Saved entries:
####################

use std::collections::{HashMap, HashSet};

use serde::{Deserialize, Serialize};
use tokio::sync::RwLock;

/// Redis pub/sub channel the socket gateway publishes connection lifecycle
/// events on.
pub const PRESENCE_CHANNEL: &str = "school:notify:presence";

#[derive(Serialize, Deserialize, Debug)]
#[serde(rename_all = "UPPERCASE")]
pub enum PresenceAction {
    Connect,
    Disconnect,
}

#[derive(Serialize, Deserialize, Debug)]
#[serde(rename_all = "camelCase")]
pub struct PresenceEvent {
    pub user_id: String,
    pub connection_id: String,
    pub action: PresenceAction,
}

/// Which users currently hold live realtime connections, and which ones.
/// Process-local: a user connected to another instance looks offline here.
#[derive(Default)]
pub struct PresenceRegistry {
    connections: RwLock<HashMap<String, HashSet<String>>>,
}

impl PresenceRegistry {
    pub fn new() -> Self {
        Self::default()
    }

    pub async fn on_connect(&self, user_id: &str, connection_id: &str) {
        let mut map = self.connections.write().await;
        map.entry(user_id.to_string())
            .or_default()
            .insert(connection_id.to_string());
    }

    /// A disconnect without a matching connect is treated as a no-op; the
    /// registry must survive gateway restarts mid-session.
    pub async fn on_disconnect(&self, user_id: &str, connection_id: &str) {
        let mut map = self.connections.write().await;
        if let Some(set) = map.get_mut(user_id) {
            set.remove(connection_id);
            if set.is_empty() {
                map.remove(user_id);
            }
        }
    }

    pub async fn is_online(&self, user_id: &str) -> bool {
        let map = self.connections.read().await;
        map.contains_key(user_id)
    }

    pub async fn connections_for(&self, user_id: &str) -> HashSet<String> {
        let map = self.connections.read().await;
        map.get(user_id).cloned().unwrap_or_default()
    }

    pub async fn apply(&self, event: PresenceEvent) {
        match event.action {
            PresenceAction::Connect => {
                self.on_connect(&event.user_id, &event.connection_id).await
            }
            PresenceAction::Disconnect => {
                self.on_disconnect(&event.user_id, &event.connection_id)
                    .await
            }
        }
    }
}

#[cfg(test)]
mod tests {
    use super::*;

    #[tokio::test]
    async fn tracks_multiple_connections_per_user() {
        let registry = PresenceRegistry::new();

        registry.on_connect("u1", "c1").await;
        registry.on_connect("u1", "c2").await;
        registry.on_disconnect("u1", "c1").await;

        assert!(registry.is_online("u1").await);
        let remaining = registry.connections_for("u1").await;
        assert_eq!(remaining, HashSet::from(["c2".to_string()]));

        registry.on_disconnect("u1", "c2").await;
        assert!(!registry.is_online("u1").await);
        assert!(registry.connections.read().await.get("u1").is_none());
    }

    #[tokio::test]
    async fn duplicate_connects_are_collapsed() {
        let registry = PresenceRegistry::new();

        registry.on_connect("u1", "c1").await;
        registry.on_connect("u1", "c1").await;
        registry.on_disconnect("u1", "c1").await;

        assert!(!registry.is_online("u1").await);
    }

    #[tokio::test]
    async fn stray_disconnect_is_a_no_op() {
        let registry = PresenceRegistry::new();

        registry.on_disconnect("ghost", "c1").await;
        assert!(!registry.is_online("ghost").await);

        registry.on_connect("u1", "c1").await;
        registry.on_disconnect("u1", "never-seen").await;
        assert!(registry.is_online("u1").await);
    }

    #[tokio::test]
    async fn apply_routes_by_action() {
        let registry = PresenceRegistry::new();

        registry
            .apply(PresenceEvent {
                user_id: "u1".to_string(),
                connection_id: "c1".to_string(),
                action: PresenceAction::Connect,
            })
            .await;
        assert!(registry.is_online("u1").await);

        registry
            .apply(PresenceEvent {
                user_id: "u1".to_string(),
                connection_id: "c1".to_string(),
                action: PresenceAction::Disconnect,
            })
            .await;
        assert!(!registry.is_online("u1").await);
    }
}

####################

Your goal:
Every record above needs to be given again exactly.

Exercise output:
use std::collections::{HashMap, HashSet};

use serde::{Deserialize, Serialize};
use tokio::sync::RwLock;

/// Redis pub/sub channel the socket gateway publishes connection lifecycle
/// events on.
pub const PRESENCE_CHANNEL: &str = "school:notify:presence";

#[derive(Serialize, Deserialize, Debug)]
#[serde(rename_all = "UPPERCASE")]
pub enum PresenceAction {
    Connect,
    Disconnect,
}

#[derive(Serialize, Deserialize, Debug)]
#[serde(rename_all = "camelCase")]
pub struct PresenceEvent {
    pub user_id: String,
    pub connection_id: String,
    pub action: PresenceAction,
}

/// Which users currently hold live realtime connections, and which ones.
/// Process-local: a user connected to another instance looks offline here.
#[derive(Default)]
pub struct PresenceRegistry {
    connections: RwLock<HashMap<String, HashSet<String>>>,
}

impl PresenceRegistry {
    pub fn new() -> Self {
        Self::default()
    }

    pub async fn on_connect(&self, user_id: &str, connection_id: &str) {
        let mut map = self.connections.write().await;
        map.entry(user_id.to_string())
            .or_default()
            .insert(connection_id.to_string());
    }

    /// A disconnect without a matching connect is treated as a no-op; the
    /// registry must survive gateway restarts mid-session.
    pub async fn on_disconnect(&self, user_id: &str, connection_id: &str) {
        let mut map = self.connections.write().await;
        if let Some(set) = map.get_mut(user_id) {
            set.remove(connection_id);
            if set.is_empty() {
                map.remove(user_id);
            }
        }
    }

    pub async fn is_online(&self, user_id: &str) -> bool {
        let map = self.connections.read().await;
        map.contains_key(user_id)
    }

    pub async fn connections_for(&self, user_id: &str) -> HashSet<String> {
        let map = self.connections.read().await;
        map.get(user_id).cloned().unwrap_or_default()
    }

    pub async fn apply(&self, event: PresenceEvent) {
        match event.action {
            PresenceAction::Connect => {
                self.on_connect(&event.user_id, &event.connection_id).await
            }
            PresenceAction::Disconnect => {
                self.on_disconnect(&event.user_id, &event.connection_id)
                    .await
            }
        }
    }
}

#[cfg(test)]
mod tests {
    use super::*;

    #[tokio::test]
    async fn tracks_multiple_connections_per_user() {
        let registry = PresenceRegistry::new();

        registry.on_connect("u1", "c1").await;
        registry.on_connect("u1", "c2").await;
        registry.on_disconnect("u1", "c1").await;

        assert!(registry.is_online("u1").await);
        let remaining = registry.connections_for("u1").await;
        assert_eq!(remaining, HashSet::from(["c2".to_string()]));

        registry.on_disconnect("u1", "c2").await;
        assert!(!registry.is_online("u1").await);
        assert!(registry.connections.read().await.get("u1").is_none());
    }

    #[tokio::test]
    async fn duplicate_connects_are_collapsed() {
        let registry = PresenceRegistry::new();

        registry.on_connect("u1", "c1").await;
        registry.on_connect("u1", "c1").await;
        registry.on_disconnect("u1", "c1").await;

        assert!(!registry.is_online("u1").await);
    }

    #[tokio::test]
    async fn stray_disconnect_is_a_no_op() {
        let registry = PresenceRegistry::new();

        registry.on_disconnect("ghost", "c1").await;
        assert!(!registry.is_online("ghost").await);

        registry.on_connect("u1", "c1").await;
        registry.on_disconnect("u1", "never-seen").await;
        assert!(registry.is_online("u1").await);
    }

    #[tokio::test]
    async fn apply_routes_by_action() {
        let registry = PresenceRegistry::new();

        registry
            .apply(PresenceEvent {
                user_id: "u1".to_string(),
                connection_id: "c1".to_string(),
                action: PresenceAction::Connect,
            })
            .await;
        assert!(registry.is_online("u1").await);

        registry
            .apply(PresenceEvent {
                user_id: "u1".to_string(),
                connection_id: "c1".to_string(),
                action: PresenceAction::Disconnect,
            })
            .await;
        assert!(!registry.is_online("u1").await);
    }
}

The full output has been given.